I can only hope that some savvy producer with full access to the scattered recordings he made, as well as the bootlegs floating around, will eventually put together a compilation emphasizing his musical gifts. Chance was not well served by recordings in general, and the anecdotes surrounding him tend to focus on his more extreme behavior. He was a significant innovator in his day, but his innovations were contingent on the state of downtown culture at specific times, in ways that can hardly be reproduced.
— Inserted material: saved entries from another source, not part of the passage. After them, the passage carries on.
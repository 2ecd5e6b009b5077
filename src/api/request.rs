//! Request types for the salary engine API.
//!
//! This module defines the JSON request structures for the `/calculate`
//! endpoint and the query parameters of the minimum-hours lookups.

use rust_decimal::Decimal;
use serde::{Deserialize, Serialize};

use crate::models::CalculationInput;

/// Request body for the `/calculate` endpoint.
///
/// Mirrors [`CalculationInput`]; the form layer sends the raw numeric
/// values it collected and the engine validates them.
#[derive(Debug, Clone, Serialize, Deserialize)]
pub struct CalculationRequest {
    /// Monthly base salary before overtime adjustments.
    pub base_salary: Decimal,
    /// Calculation month, 1-based.
    pub month: u32,
    /// Calculation year.
    pub year: i32,
    /// Total hours worked in the month.
    pub total_worked_hours: Decimal,
    /// Whether any work was performed on official holidays.
    #[serde(default)]
    pub has_holiday_work: bool,
    /// Hours worked on official holidays.
    #[serde(default)]
    pub holiday_overtime_hours: Decimal,
    /// Standard daily shift length; policy default applies when absent.
    #[serde(default)]
    pub daily_work_hours: Option<Decimal>,
}

impl From<CalculationRequest> for CalculationInput {
    fn from(request: CalculationRequest) -> Self {
        CalculationInput {
            base_salary: request.base_salary,
            month: request.month,
            year: request.year,
            total_worked_hours: request.total_worked_hours,
            has_holiday_work: request.has_holiday_work,
            holiday_overtime_hours: request.holiday_overtime_hours,
            daily_work_hours: request.daily_work_hours,
        }
    }
}

/// Query parameters for the minimum-hours endpoints.
#[derive(Debug, Clone, Default, Deserialize)]
pub struct MinimumHoursQuery {
    /// Daily shift length override; policy default applies when absent.
    #[serde(default)]
    pub daily_hours: Option<Decimal>,
}

#[cfg(test)]
mod tests {
    use super::*;
    use std::str::FromStr;

    fn dec(s: &str) -> Decimal {
        Decimal::from_str(s).unwrap()
    }

    #[test]
    fn test_request_converts_to_input() {
        let request = CalculationRequest {
            base_salary: dec("18000"),
            month: 2,
            year: 2021,
            total_worked_hours: dec("190"),
            has_holiday_work: true,
            holiday_overtime_hours: dec("10"),
            daily_work_hours: Some(dec("8")),
        };

        let input: CalculationInput = request.into();
        assert_eq!(input.base_salary, dec("18000"));
        assert_eq!(input.month, 2);
        assert!(input.has_holiday_work);
        assert_eq!(input.daily_work_hours, Some(dec("8")));
    }

    #[test]
    fn test_optional_request_fields_default() {
        let json = r#"{
            "base_salary": "18000",
            "month": 2,
            "year": 2021,
            "total_worked_hours": "190"
        }"#;

        let request: CalculationRequest = serde_json::from_str(json).unwrap();
        assert!(!request.has_holiday_work);
        assert_eq!(request.holiday_overtime_hours, Decimal::ZERO);
        assert_eq!(request.daily_work_hours, None);
    }

    #[test]
    fn test_minimum_hours_query_defaults() {
        let query: MinimumHoursQuery = serde_json::from_str("{}").unwrap();
        assert_eq!(query.daily_hours, None);
    }
}
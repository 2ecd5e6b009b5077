//! HTTP request handlers for the salary engine API.
//!
//! This module contains the handler functions for all API endpoints.

use axum::{
    extract::{rejection::JsonRejection, Path, Query, State},
    http::{header, StatusCode},
    response::IntoResponse,
    routing::{get, post},
    Json, Router,
};
use chrono::Utc;
use tracing::{info, warn};
use uuid::Uuid;

use crate::calculation::{calculate_salary, minimum_hours_for_year, minimum_required_hours};
use crate::models::{CalculationInput, HistoryEntry};

use super::request::{CalculationRequest, MinimumHoursQuery};
use super::response::{
    ApiError, ApiErrorResponse, CalculationResponse, MinimumHoursResponse, MonthMinimum,
    YearMinimumHoursResponse,
};
use super::state::AppState;

/// Creates the API router with all endpoints.
pub fn create_router(state: AppState) -> Router {
    Router::new()
        .route("/calculate", post(calculate_handler))
        .route("/minimum-hours/:year", get(year_minimum_hours_handler))
        .route(
            "/minimum-hours/:year/:month",
            get(month_minimum_hours_handler),
        )
        .route("/history", get(history_handler))
        .with_state(state)
}

/// Handler for POST /calculate endpoint.
///
/// Accepts a calculation request, returns the calculated salary result,
/// and records the calculation in the bounded history.
async fn calculate_handler(
    State(state): State<AppState>,
    payload: Result<Json<CalculationRequest>, JsonRejection>,
) -> impl IntoResponse {
    // Generate correlation ID for request tracking
    let correlation_id = Uuid::new_v4();
    info!(correlation_id = %correlation_id, "Processing calculation request");

    // Handle JSON parsing errors
    let request = match payload {
        Ok(Json(req)) => req,
        Err(rejection) => {
            let error = match rejection {
                JsonRejection::JsonDataError(err) => {
                    // Get the body text which contains the detailed error from serde
                    let body_text = err.body_text();
                    warn!(
                        correlation_id = %correlation_id,
                        error = %body_text,
                        "JSON data error"
                    );
                    // Check if it's a missing field error
                    if body_text.contains("missing field") {
                        ApiError::new("VALIDATION_ERROR", body_text)
                    } else {
                        ApiError::malformed_json(body_text)
                    }
                }
                JsonRejection::JsonSyntaxError(err) => {
                    warn!(
                        correlation_id = %correlation_id,
                        error = %err,
                        "JSON syntax error"
                    );
                    ApiError::malformed_json(format!("Invalid JSON syntax: {}", err))
                }
                JsonRejection::MissingJsonContentType(_) => {
                    ApiError::new("MISSING_CONTENT_TYPE", "Content-Type must be application/json")
                }
                _ => ApiError::malformed_json("Failed to parse request body"),
            };
            return (
                StatusCode::BAD_REQUEST,
                [(header::CONTENT_TYPE, "application/json")],
                Json(error),
            )
                .into_response();
        }
    };

    let input: CalculationInput = request.into();
    let policy = state.config().policy();

    match calculate_salary(&input, policy) {
        Ok(result) => {
            info!(
                correlation_id = %correlation_id,
                year = input.year,
                month = input.month,
                net_salary = %result.net_salary,
                "Calculation completed successfully"
            );
            state.record_calculation(HistoryEntry {
                id: correlation_id,
                recorded_at: Utc::now(),
                input,
                result: result.clone(),
            });
            (
                StatusCode::OK,
                [(header::CONTENT_TYPE, "application/json")],
                Json(CalculationResponse::from(result)),
            )
                .into_response()
        }
        Err(err) => {
            warn!(
                correlation_id = %correlation_id,
                error = %err,
                "Calculation rejected"
            );
            let api_error: ApiErrorResponse = err.into();
            (
                api_error.status,
                [(header::CONTENT_TYPE, "application/json")],
                Json(api_error.error),
            )
                .into_response()
        }
    }
}

/// Handler for GET /minimum-hours/:year/:month.
///
/// Returns the minimum required hours for one month, optionally with a
/// `daily_hours` query override.
async fn month_minimum_hours_handler(
    State(state): State<AppState>,
    Path((year, month)): Path<(i32, u32)>,
    Query(query): Query<MinimumHoursQuery>,
) -> impl IntoResponse {
    let policy = state.config().policy();
    let daily_hours = query.daily_hours.unwrap_or(policy.hours.standard_daily);

    match minimum_required_hours(year, month, daily_hours) {
        Ok(minimum_hours) => Json(MinimumHoursResponse {
            year,
            month,
            daily_hours,
            minimum_hours,
        })
        .into_response(),
        Err(err) => {
            warn!(year, month, error = %err, "Minimum hours lookup rejected");
            let api_error: ApiErrorResponse = err.into();
            api_error.into_response()
        }
    }
}

/// Handler for GET /minimum-hours/:year.
///
/// Returns the minimum required hours for every month of the year, the
/// listing a period picker labels its months with.
async fn year_minimum_hours_handler(
    State(state): State<AppState>,
    Path(year): Path<i32>,
    Query(query): Query<MinimumHoursQuery>,
) -> impl IntoResponse {
    let policy = state.config().policy();
    let daily_hours = query.daily_hours.unwrap_or(policy.hours.standard_daily);

    match minimum_hours_for_year(year, daily_hours) {
        Ok(months) => {
            let months = months
                .iter()
                .enumerate()
                .map(|(index, minimum_hours)| MonthMinimum {
                    month: index as u32 + 1,
                    minimum_hours: *minimum_hours,
                })
                .collect();
            Json(YearMinimumHoursResponse {
                year,
                daily_hours,
                months,
            })
            .into_response()
        }
        Err(err) => {
            warn!(year, error = %err, "Year minimum hours listing rejected");
            let api_error: ApiErrorResponse = err.into();
            api_error.into_response()
        }
    }
}

/// Handler for GET /history.
///
/// Returns the recent calculations, newest first, at most five.
async fn history_handler(State(state): State<AppState>) -> impl IntoResponse {
    Json(state.history_snapshot())
}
Hearing about him in years to come may be like hearing of the glories of vaudeville performers whose acts were never captured on film. As Lester Bangs suggested, Chance triggered his own downfall by wanting to be too famous too fast. Becoming James White was his power move, and by all measures it failed. The implicit racial politics of his career have aged badly in particular; young people today might find him guilty of cultural appropriation, while those of tomorrow might simply be baffled. You will just have to take my word for it that in his own time he was indelible, a positive shock to the system, an opener of doors for others (if not always wittingly), and above all the heroic figure of someone ill-favored by nature whose rampaging id pushed him to the front of the stage.